A partir de ahí, lo que queda es preguntarse si lo ocurrido responde a una excepcionalidad inevitable o a una rutina mal asumida. Porque cuando una borrasca como esta deja tras de sí ese reguero de incidencias, lo lógico no es solo cuantificar daños, sino revisar protocolos. Y ahí es donde empiezan a aparecer las grietas menos visibles: las de la coordinación, la anticipación y, sobre todo, la claridad en el mando.

 

Y en ese punto aparece otra derivada que suele pasar desapercibida: la dependencia casi absoluta de los servicios públicos para sostener la información en momentos críticos. Que fuera la radio y la televisión públicas la que cargaran con el peso del relato no es casualidad, pero tampoco debería ser lo habitual. En una situación de emergencia, la pluralidad informativa no es un lujo, es una necesidad.
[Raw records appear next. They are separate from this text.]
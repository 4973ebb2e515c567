//! Live player connection: bounded outbound queue, inbound queue and close signal.
//!
//! A [`Connection`] is the room-facing half. It is moved between owners (the
//! matchmaking queue, then a room) and never shared. The socket-facing half is
//! the [`Transport`], driven by the reader/writer pumps in [`super::pump`].

use std::sync::atomic::{AtomicBool, Ordering};
use std::sync::Arc;
use std::time::Duration;

use parking_lot::Mutex;
use tokio::sync::{mpsc, watch};
use tokio::time::Instant;
use tracing::{debug, warn};
use uuid::Uuid;

use super::protocol::{ConnectionId, Envelope};

/// Buffer sizes and deadlines for one connection
#[derive(Debug, Clone)]
pub struct ConnectionSettings {
    /// Outbound envelopes buffered before `send` starts waiting
    pub outbound_buffer: usize,
    /// How long `send` waits on a full buffer before giving up on the peer
    pub backpressure_grace: Duration,
    /// Best-effort flush deadline on close
    pub close_flush: Duration,
    /// Inbound messages allowed per second
    pub inbound_rate_limit: u32,
}

impl Default for ConnectionSettings {
    fn default() -> Self {
        Self {
            outbound_buffer: 64,
            backpressure_grace: Duration::from_millis(500),
            close_flush: Duration::from_secs(1),
            inbound_rate_limit: 30,
        }
    }
}

/// Connection errors
#[derive(Debug, Clone, Copy, PartialEq, Eq, thiserror::Error)]
pub enum ConnectionError {
    #[error("connection closed")]
    Closed,

    #[error("outbound buffer full, slow consumer disconnected")]
    Backpressure,
}

/// State shared by both halves of a connection
#[derive(Debug)]
struct Shared {
    id: ConnectionId,
    player_id: String,
    alive: AtomicBool,
    last_activity: Mutex<Instant>,
    closed_tx: watch::Sender<bool>,
}

impl Shared {
    fn close(&self) -> bool {
        let was_alive = self.alive.swap(false, Ordering::AcqRel);
        self.closed_tx.send_replace(true);
        was_alive
    }
}

/// Room-facing half of a live socket
#[derive(Debug)]
pub struct Connection {
    shared: Arc<Shared>,
    outbound: mpsc::Sender<Envelope>,
    inbound: mpsc::Receiver<Envelope>,
    closed_rx: watch::Receiver<bool>,
    backpressure_grace: Duration,
}

/// Socket-facing half, consumed by the pumps
pub struct Transport {
    /// Feeds the connection's inbound queue (reader pump)
    pub inbound: InboundPort,
    /// Drains the connection's outbound queue (writer pump)
    pub outbound: mpsc::Receiver<Envelope>,
}

/// Writing end of the inbound queue plus the shared connection state
pub struct InboundPort {
    shared: Arc<Shared>,
    sender: mpsc::Sender<Envelope>,
}

/// Cloneable handle that can observe or force-close a connection
#[derive(Debug, Clone)]
pub struct ConnectionHandle {
    shared: Arc<Shared>,
}

impl Connection {
    /// Create a connection for `player_id` together with its transport half
    pub fn open(player_id: impl Into<String>, settings: &ConnectionSettings) -> (Self, Transport) {
        let (outbound_tx, outbound_rx) = mpsc::channel(settings.outbound_buffer.max(1));
        let (inbound_tx, inbound_rx) = mpsc::channel(settings.outbound_buffer.max(1));
        let (closed_tx, closed_rx) = watch::channel(false);

        let shared = Arc::new(Shared {
            id: Uuid::new_v4(),
            player_id: player_id.into(),
            alive: AtomicBool::new(true),
            last_activity: Mutex::new(Instant::now()),
            closed_tx,
        });

        let connection = Self {
            shared: shared.clone(),
            outbound: outbound_tx,
            inbound: inbound_rx,
            closed_rx,
            backpressure_grace: settings.backpressure_grace,
        };

        let transport = Transport {
            inbound: InboundPort {
                shared,
                sender: inbound_tx,
            },
            outbound: outbound_rx,
        };

        (connection, transport)
    }

    pub fn id(&self) -> ConnectionId {
        self.shared.id
    }

    pub fn player_id(&self) -> &str {
        &self.shared.player_id
    }

    pub fn is_alive(&self) -> bool {
        self.shared.alive.load(Ordering::Acquire)
    }

    /// When the socket last delivered a frame of any kind
    pub fn last_activity(&self) -> Instant {
        *self.shared.last_activity.lock()
    }

    pub fn handle(&self) -> ConnectionHandle {
        ConnectionHandle {
            shared: self.shared.clone(),
        }
    }

    /// Queue an envelope for delivery.
    ///
    /// Waits at most the backpressure grace period when the buffer is full;
    /// past that the connection is closed and `Backpressure` is returned.
    pub async fn send(&self, envelope: Envelope) -> Result<(), ConnectionError> {
        if !self.is_alive() {
            return Err(ConnectionError::Closed);
        }

        let envelope = match self.outbound.try_send(envelope) {
            Ok(()) => return Ok(()),
            Err(mpsc::error::TrySendError::Closed(_)) => {
                self.shared.close();
                return Err(ConnectionError::Closed);
            }
            Err(mpsc::error::TrySendError::Full(envelope)) => envelope,
        };

        match self
            .outbound
            .send_timeout(envelope, self.backpressure_grace)
            .await
        {
            Ok(()) => Ok(()),
            Err(mpsc::error::SendTimeoutError::Timeout(_)) => {
                warn!(
                    connection_id = %self.id(),
                    player = %self.player_id(),
                    "Outbound buffer stayed full, closing slow consumer"
                );
                self.shared.close();
                Err(ConnectionError::Backpressure)
            }
            Err(mpsc::error::SendTimeoutError::Closed(_)) => {
                self.shared.close();
                Err(ConnectionError::Closed)
            }
        }
    }

    /// Next inbound envelope, or `Closed` once the connection is gone.
    ///
    /// Envelopes already buffered are delivered before the closed signal.
    pub async fn receive(&mut self) -> Result<Envelope, ConnectionError> {
        tokio::select! {
            biased;
            msg = self.inbound.recv() => msg.ok_or(ConnectionError::Closed),
            _ = self.closed_rx.wait_for(|closed| *closed) => {
                self.inbound.try_recv().map_err(|_| ConnectionError::Closed)
            }
        }
    }

    /// Drop inbound envelopes already buffered, returning how many
    pub fn discard_pending(&mut self) -> usize {
        let mut discarded = 0;
        while self.inbound.try_recv().is_ok() {
            discarded += 1;
        }
        discarded
    }

    /// Mark the connection dead; the writer pump flushes what is queued and
    /// closes the socket.
    pub fn close(&self) {
        if self.shared.close() {
            debug!(connection_id = %self.id(), player = %self.player_id(), "Connection closed");
        }
    }
}

impl Drop for Connection {
    fn drop(&mut self) {
        self.close();
    }
}

impl ConnectionHandle {
    pub fn id(&self) -> ConnectionId {
        self.shared.id
    }

    pub fn player_id(&self) -> &str {
        &self.shared.player_id
    }

    pub fn is_alive(&self) -> bool {
        self.shared.alive.load(Ordering::Acquire)
    }

    pub fn close(&self) {
        self.shared.close();
    }
}

impl InboundPort {
    pub fn id(&self) -> ConnectionId {
        self.shared.id
    }

    pub fn player_id(&self) -> &str {
        &self.shared.player_id
    }

    /// Record inbound activity
    pub fn touch(&self) {
        *self.shared.last_activity.lock() = Instant::now();
    }

    /// Hand an envelope to the connection, stamped with its origin
    pub async fn push(&self, mut envelope: Envelope) -> Result<(), ConnectionError> {
        envelope.origin = Some(self.shared.id);
        self.sender
            .send(envelope)
            .await
            .map_err(|_| ConnectionError::Closed)
    }

    /// Receiver that resolves once either side closes the connection
    pub fn closed_signal(&self) -> watch::Receiver<bool> {
        self.shared.closed_tx.subscribe()
    }

    /// Peer went away
    pub fn mark_closed(&self) {
        self.shared.close();
    }

    pub fn handle(&self) -> ConnectionHandle {
        ConnectionHandle {
            shared: self.shared.clone(),
        }
    }
}

impl Transport {
    pub fn id(&self) -> ConnectionId {
        self.inbound.id()
    }

    pub fn closed_signal(&self) -> watch::Receiver<bool> {
        self.inbound.closed_signal()
    }

    pub fn handle(&self) -> ConnectionHandle {
        self.inbound.handle()
    }
}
Porque cuantas más fuentes fiables existan, menos espacio queda para la confusión, los rumores o la sensación de descontrol.

 

También convendría revisar el papel de la ciudadanía, que en este caso respondió con disciplina, pero no necesariamente con información suficiente. Se cumplió con la consigna de quedarse en casa, sí, pero sin tener del todo claro qué estaba pasando ni qué podía pasar después. Y ahí hay otro fallo de origen: una sociedad bien informada no solo obedece, también entiende. Y cuando entiende, responde mejor, exige mejor y, sobre todo, se protege mejor.

 

Al final, lo ocurrido con esta borrasca deja una conclusión incómoda pero difícil de esquivar: Canarias no falla cuando reacciona, falla cuando se anticipa. Y mientras esa lógica no cambie, seguiremos viviendo cada episodio como si fuera el primero. Con reuniones urgentes, decisiones sobre la marcha y promesas de mejora que se diluyen cuando escampa. Porque aquí, más que el agua, lo que de verdad se evapora rápido es la memoria. Y lo preocupante no es que llueva fuerte en Canarias, que siempre ha llovido; lo preocupante es que, cada vez que pasa, parezca que nos vuelve a pillar de nuevo.

 

 

* José MORENO GARCÍA

Periodista.

Analista de la actualidad.

 

 

Islas Canarias, 28 de marzo de 2026.